Ochuko noted that Nigeria has a huge funding gap for TB, adding that in 2024, an estimated $405 million was required for TB control, but only 27 per cent of that amount was available, leaving a 73 per cent gap.

He stated that the federal government is building a more sustainable model to ensure that, in the long run, the government takes ownership of the TB response and has inaugurated a Technical Working Group for AIDS, Tuberculosis and Malaria, which is working assiduously to see how domestic resources could be mobilised to transition Nigeria from being donor-dependent to ensuring that a significant proportion of funding comes from the government.

He said: “There is also the release of a $200 million to cushion the effect of the funding cut. That funding was the first step, made possible by the president’s magnanimity. The ATM Technical Working Group is striving very hard.

“The coordinating minister is also very supportive of seeing that the government can lead the response, so that even if we’re getting donors moving forward, their role will largely be supportive. I think that’s the way we are. The model that is actually being built is such that the government leads and the donors and partners follow.”

Ochuko pointed out that the area most affected by the U.S. aid cut was the community ad hoc staff supporting both facility and community initiatives.

He explained: “Before this time, USAID had a significant number of ad hoc staff who helped to do TB screening and follow-up of patients, both in the facilities and communities.
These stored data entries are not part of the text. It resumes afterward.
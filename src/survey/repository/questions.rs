//! Repository for `questoes_cadastradas`

use anyhow::{Context, Result};
use serde_json::Value;

use crate::api::constants::tables;
use crate::api::query::{OrderBy, QueryBuilder};
use crate::api::{Operation, TableClient};
use crate::survey::model::{NewQuestion, Question};

/// All registered questions, oldest first (questionnaire order)
pub async fn list_for_survey(client: &dyn TableClient) -> Result<Vec<Question>> {
    list(client, OrderBy::asc("created_at")).await
}

/// All registered questions, newest first (registry listing)
pub async fn list_recent(client: &dyn TableClient) -> Result<Vec<Question>> {
    list(client, OrderBy::desc("created_at")).await
}

async fn list(client: &dyn TableClient, order: OrderBy) -> Result<Vec<Question>> {
    let questions = QueryBuilder::new(tables::QUESTIONS)
        .orderby(order)
        .execute(client)
        .await
        .context("Failed to load questions")?
        .deserialize::<Question>()?;

    log::debug!("Loaded {} question(s)", questions.len());
    Ok(questions)
}

/// Insert every draft in a single request
pub async fn insert_many(client: &dyn TableClient, questions: &[NewQuestion]) -> Result<usize> {
    let rows = questions
        .iter()
        .map(serde_json::to_value)
        .collect::<Result<Vec<Value>, _>>()
        .context("Failed to encode questions")?;

    let inserted = Operation::insert_many(tables::QUESTIONS, rows)
        .execute(client)
        .await?
        .into_result()?;

    log::info!("Registered {} question(s)", questions.len());
    Ok(inserted.len())
}

pub async fn delete(client: &dyn TableClient, id: &str) -> Result<()> {
    Operation::delete_by_id(tables::QUESTIONS, id)
        .execute(client)
        .await?
        .into_result()?;

    log::info!("Deleted question {}", id);
    Ok(())
}
use std::sync::Arc;
use std::time::Instant;

use crossterm::event::{KeyCode, KeyEvent, KeyModifiers};
use ratatui::{
    Frame,
    layout::{Alignment, Constraint, Layout, Rect},
    style::{Style, Stylize},
    text::{Line, Span},
    widgets::{Block, Borders, Paragraph},
};
use tokio::sync::mpsc;

use crate::api::TableClient;
use crate::auth::{RoleInfo, RoleStatus, SessionContext, lookup_role};
use crate::tui::apps;
use crate::tui::guard::{GuardDecision, evaluate};
use crate::tui::notice::{Notice, NoticeLevel, Notices};
use crate::tui::route::Route;
use crate::tui::runtime::{AppRuntime, Effect};
use crate::tui::{AppContext, Theme};

/// Guard redirects allowed in one navigation before giving up
const MAX_REDIRECTS: usize = 4;

/// Results of background work owned by the router rather than a page
enum Signal {
    Role { user_id: String, info: RoleInfo },
    SignedOut,
}

/// Hosts the current page: applies the route's guard, resolves the user's
/// role, shows notices and handles the global keys
pub struct MultiAppRuntime {
    session: Arc<SessionContext>,
    client: Arc<dyn TableClient>,
    theme: Theme,

    route: Route,
    page: Option<Box<dyn AppRuntime>>,

    role: RoleStatus,
    /// User the current role belongs to (or is being fetched for)
    role_user: Option<String>,

    signal_tx: mpsc::UnboundedSender<Signal>,
    signal_rx: mpsc::UnboundedReceiver<Signal>,

    notices: Notices,
    quit: bool,
}

impl MultiAppRuntime {
    /// Starts at `initial`; a session still `Loading` is initialized in the background
    pub fn new(session: Arc<SessionContext>, client: Arc<dyn TableClient>, initial: Route) -> Self {
        if session.state().is_loading() {
            let session = session.clone();
            tokio::spawn(async move {
                session.init().await;
            });
        }

        let (signal_tx, signal_rx) = mpsc::unbounded_channel();
        let mut runtime = Self {
            session,
            client,
            theme: Theme::default(),
            route: initial.clone(),
            page: None,
            role: RoleStatus::Loading,
            role_user: None,
            signal_tx,
            signal_rx,
            notices: Notices::new(),
            quit: false,
        };
        runtime.navigate(initial);
        runtime
    }

    pub fn route(&self) -> &Route {
        &self.route
    }

    pub fn role(&self) -> &RoleStatus {
        &self.role
    }

    /// No page is open because the guard is still waiting
    pub fn is_waiting(&self) -> bool {
        self.page.is_none()
    }

    pub fn should_quit(&self) -> bool {
        self.quit
    }

    pub fn notices(&self) -> impl Iterator<Item = &Notice> {
        self.notices.visible()
    }

    pub fn page_title(&self) -> Option<&'static str> {
        self.page.as_ref().map(|page| page.get_title())
    }

    /// Spawned work still running in the current page
    pub fn page_in_flight(&self) -> usize {
        self.page.as_ref().map(|page| page.in_flight()).unwrap_or(0)
    }

    fn context(&self) -> AppContext {
        AppContext {
            session: self.session.clone(),
            client: self.client.clone(),
            role: self.role.clone(),
            route: self.route.clone(),
        }
    }

    pub fn navigate(&mut self, route: Route) {
        log::info!("Navigating to {}", route);
        self.route = route;
        self.page = None;
        self.open_page();
    }

    /// Create the page for the current route once its guard allows it
    fn open_page(&mut self) {
        self.sync_role();

        for _ in 0..MAX_REDIRECTS {
            let decision = evaluate(&self.route.policy(), &self.session.state(), &self.role);
            match decision {
                GuardDecision::Allow => {
                    let ctx = self.context();
                    self.page = Some(apps::create(&self.route, &ctx));
                    self.process_effects();
                    return;
                }
                GuardDecision::Wait => return,
                GuardDecision::Redirect(target) => {
                    log::info!("Access to {} redirected to {}", self.route, target);
                    self.route = target;
                }
            }
        }
        log::error!("Too many redirects, stopping at {}", self.route);
    }

    /// Start a role lookup whenever the signed-in user changes
    fn sync_role(&mut self) {
        let user_id = self.session.current_user().map(|user| user.id);
        if user_id == self.role_user {
            return;
        }
        self.role_user = user_id.clone();

        match user_id {
            Some(user_id) => {
                self.role = RoleStatus::Loading;
                let client = self.client.clone();
                let tx = self.signal_tx.clone();
                tokio::spawn(async move {
                    let info = lookup_role(client.as_ref(), &user_id).await;
                    let _ = tx.send(Signal::Role { user_id, info });
                });
            }
            None => self.role = RoleStatus::Resolved(RoleInfo::none()),
        }
    }

    /// Per-frame housekeeping: background results, guard re-checks, notice expiry
    pub fn tick(&mut self) {
        while let Ok(signal) = self.signal_rx.try_recv() {
            match signal {
                Signal::Role { user_id, info } => {
                    if self.role_user.as_deref() == Some(user_id.as_str()) {
                        self.role = RoleStatus::Resolved(info);
                    }
                }
                Signal::SignedOut => {
                    self.notices.push(Notice::info("Sessão encerrada"));
                    self.navigate(Route::Landing);
                }
            }
        }

        self.sync_role();
        if self.page.is_none() {
            self.open_page();
        }

        let ctx = self.context();
        if let Some(page) = self.page.as_mut() {
            page.poll_async(&ctx);
        }
        self.process_effects();
        self.notices.expire(Instant::now());
    }

    fn process_effects(&mut self) {
        // Effects can navigate, which replaces the page; drain in rounds
        loop {
            let effects = match self.page.as_mut() {
                Some(page) => page.take_effects(),
                None => return,
            };
            if effects.is_empty() {
                return;
            }
            for effect in effects {
                match effect {
                    Effect::Notify(notice) => self.notices.push(notice),
                    Effect::Navigate(route) => self.navigate(route),
                    Effect::SignOut => self.sign_out(),
                    Effect::Quit => self.quit = true,
                }
            }
        }
    }

    fn sign_out(&mut self) {
        if self.session.current_user().is_none() {
            return;
        }
        let session = self.session.clone();
        let tx = self.signal_tx.clone();
        tokio::spawn(async move {
            if let Err(e) = session.sign_out().await {
                log::error!("Sign out failed: {:#}", e);
            }
            let _ = tx.send(Signal::SignedOut);
        });
    }

    /// Returns false once the app should exit
    pub fn handle_key(&mut self, key_event: KeyEvent) -> bool {
        let ctrl = key_event.modifiers.contains(KeyModifiers::CONTROL);
        match key_event.code {
            KeyCode::Char('q') if ctrl => {
                self.quit = true;
            }
            KeyCode::Char('l') if ctrl => self.sign_out(),
            KeyCode::Char('h') if ctrl => {
                let home = if self.session.current_user().is_some() {
                    Route::Dashboard
                } else {
                    Route::Landing
                };
                self.navigate(home);
            }
            KeyCode::Tab => {
                if let Some(page) = self.page.as_mut() {
                    page.focus_next();
                }
            }
            KeyCode::BackTab => {
                if let Some(page) = self.page.as_mut() {
                    page.focus_previous();
                }
            }
            _ => {
                let ctx = self.context();
                if let Some(page) = self.page.as_mut() {
                    page.handle_key(key_event, &ctx);
                }
            }
        }
        self.process_effects();
        !self.quit
    }

    pub fn handle_click(&mut self, column: u16, row: u16) {
        let ctx = self.context();
        if let Some(page) = self.page.as_mut() {
            page.handle_click(column, row, &ctx);
        }
        self.process_effects();
    }

    pub fn render(&mut self, frame: &mut Frame) {
        let area = frame.area();
        let notice_height = self.notices.len() as u16;
        let [header, body, notices, footer] = Layout::vertical([
            Constraint::Length(2),
            Constraint::Fill(1),
            Constraint::Length(notice_height),
            Constraint::Length(1),
        ])
        .areas(area);

        self.render_header(frame, header);

        let ctx = self.context();
        match self.page.as_mut() {
            Some(page) => page.render_to_area(frame, &self.theme, &ctx, body),
            None => self.render_waiting(frame, body),
        }

        self.render_notices(frame, notices);
        self.render_footer(frame, footer);
    }

    fn render_header(&self, frame: &mut Frame, area: Rect) {
        let theme = &self.theme;
        let title = self.page_title().unwrap_or("Carregando");

        let mut left = vec![
            Span::styled(" HSE-IT ", Style::default().fg(theme.accent_primary).bold()),
            Span::styled("│ ", Style::default().fg(theme.border_primary)),
            Span::styled(title, Style::default().fg(theme.text_primary)),
        ];
        if let Some(status) = self.page.as_ref().and_then(|page| page.get_status(theme)) {
            left.push(Span::styled("  ", Style::default()));
            left.extend(status.spans);
        }

        let right = match self.session.current_user() {
            Some(user) => {
                let mut spans = vec![Span::styled(
                    user.display_name().to_string(),
                    Style::default().fg(theme.text_secondary),
                )];
                if self.role.is_admin() == Some(true) {
                    spans.push(Span::styled(" (admin)", Style::default().fg(theme.accent_tertiary)));
                }
                spans.push(Span::raw(" "));
                Line::from(spans)
            }
            None => Line::from(Span::styled("Não autenticado ", theme.muted())),
        };

        let block = Block::default()
            .borders(Borders::BOTTOM)
            .border_style(Style::default().fg(theme.border_secondary));
        let inner = block.inner(area);
        frame.render_widget(block, area);
        frame.render_widget(Paragraph::new(Line::from(left)), inner);
        frame.render_widget(Paragraph::new(right).alignment(Alignment::Right), inner);
    }

    fn render_waiting(&self, frame: &mut Frame, area: Rect) {
        let message = if self.session.state().is_loading() {
            "Carregando sessão..."
        } else {
            "Verificando permissões..."
        };
        let [_, middle, _] = Layout::vertical([Constraint::Fill(1), Constraint::Length(1), Constraint::Fill(1)]).areas(area);
        frame.render_widget(
            Paragraph::new(message).style(self.theme.muted()).alignment(Alignment::Center),
            middle,
        );
    }

    fn render_notices(&self, frame: &mut Frame, area: Rect) {
        let theme = &self.theme;
        let lines: Vec<Line> = self
            .notices
            .visible()
            .map(|notice| {
                let (icon, color) = match notice.level {
                    NoticeLevel::Info => ("ℹ", theme.accent_info),
                    NoticeLevel::Success => ("✓", theme.accent_success),
                    NoticeLevel::Warning => ("!", theme.accent_warning),
                    NoticeLevel::Error => ("✗", theme.accent_error),
                };
                Line::from(vec![
                    Span::styled(format!(" {} ", icon), Style::default().fg(color).bold()),
                    Span::styled(notice.message.clone(), Style::default().fg(color)),
                ])
            })
            .collect();
        frame.render_widget(Paragraph::new(lines), area);
    }

    fn render_footer(&self, frame: &mut Frame, area: Rect) {
        let theme = &self.theme;
        let mut hints: Vec<(String, String)> = self
            .page
            .as_ref()
            .map(|page| {
                page.get_key_bindings()
                    .into_iter()
                    .map(|(key, description)| (key.label(), description))
                    .collect()
            })
            .unwrap_or_default();

        hints.push(("Tab".into(), "Navegar".into()));
        hints.push(("Ctrl+H".into(), "Início".into()));
        if self.session.current_user().is_some() {
            hints.push(("Ctrl+L".into(), "Sair".into()));
        }
        hints.push(("Ctrl+Q".into(), "Fechar".into()));

        let mut spans = vec![Span::raw(" ")];
        for (key, description) in hints {
            spans.push(Span::styled(key, theme.key_hint()));
            spans.push(Span::styled(format!(" {}  ", description), theme.muted()));
        }
        frame.render_widget(Paragraph::new(Line::from(spans)), area);
    }
}
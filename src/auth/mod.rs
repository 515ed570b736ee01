//! Session, role and credential handling

pub mod client;
pub mod credentials;
pub mod role;
pub mod session;

pub use client::SessionClient;
pub use role::{RoleInfo, RoleStatus, lookup_role};
pub use session::{SessionContext, SessionState, SessionStore, StoredSession};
That aspect of the response helped improve case finding, patient follow-up, contact investigation, and treatment adherence for those who had been commenced on treatment.

“That was one key aspect that was affected. Then the ACSM component was also affected, as we have a key partner helping us drive advocacy, communication, and social mobilisation. They also could not continue that drive because of the cut. But the government is responding. If the government is taking over the response, it therefore means that the existing government systems will have to absorb those aspects of the programme, which is what the ATM Technical Working Group and the SWAP team are charged with. They’ve been able to ensure that the existing government system gradually takes over those responsibilities.”

For his part, Professor of Microbiology at Ibrahim Badamasi Babangida University, Lapai, Niger State, Ibrahim Kolo, disclosed that the Directly Observed Treatment Schedule for TB patients is fully operational in many centres across Nigeria and provides free diagnosis and treatment.

He commended the progress in several locations but stressed that its continuity depends largely on sustained government support. He expressed hope that, with continued backing, Nigeria could still meet the 2030 TB targets.

Kolo, however, warned that TB remains a major public health concern due to low awareness levels. He explained that untreated individuals within households significantly increase the risk of transmission to family members, adding that delayed diagnosis continues to drive the spread of the disease.

He also raised concerns about drug resistance, attributing it largely to poor adherence to treatment. According to him, many patients discontinue medication once symptoms subside, despite the requirement to complete at least six months of treatment. This, he said, contributes to the emergence of resistant strains, which are more difficult and expensive to treat.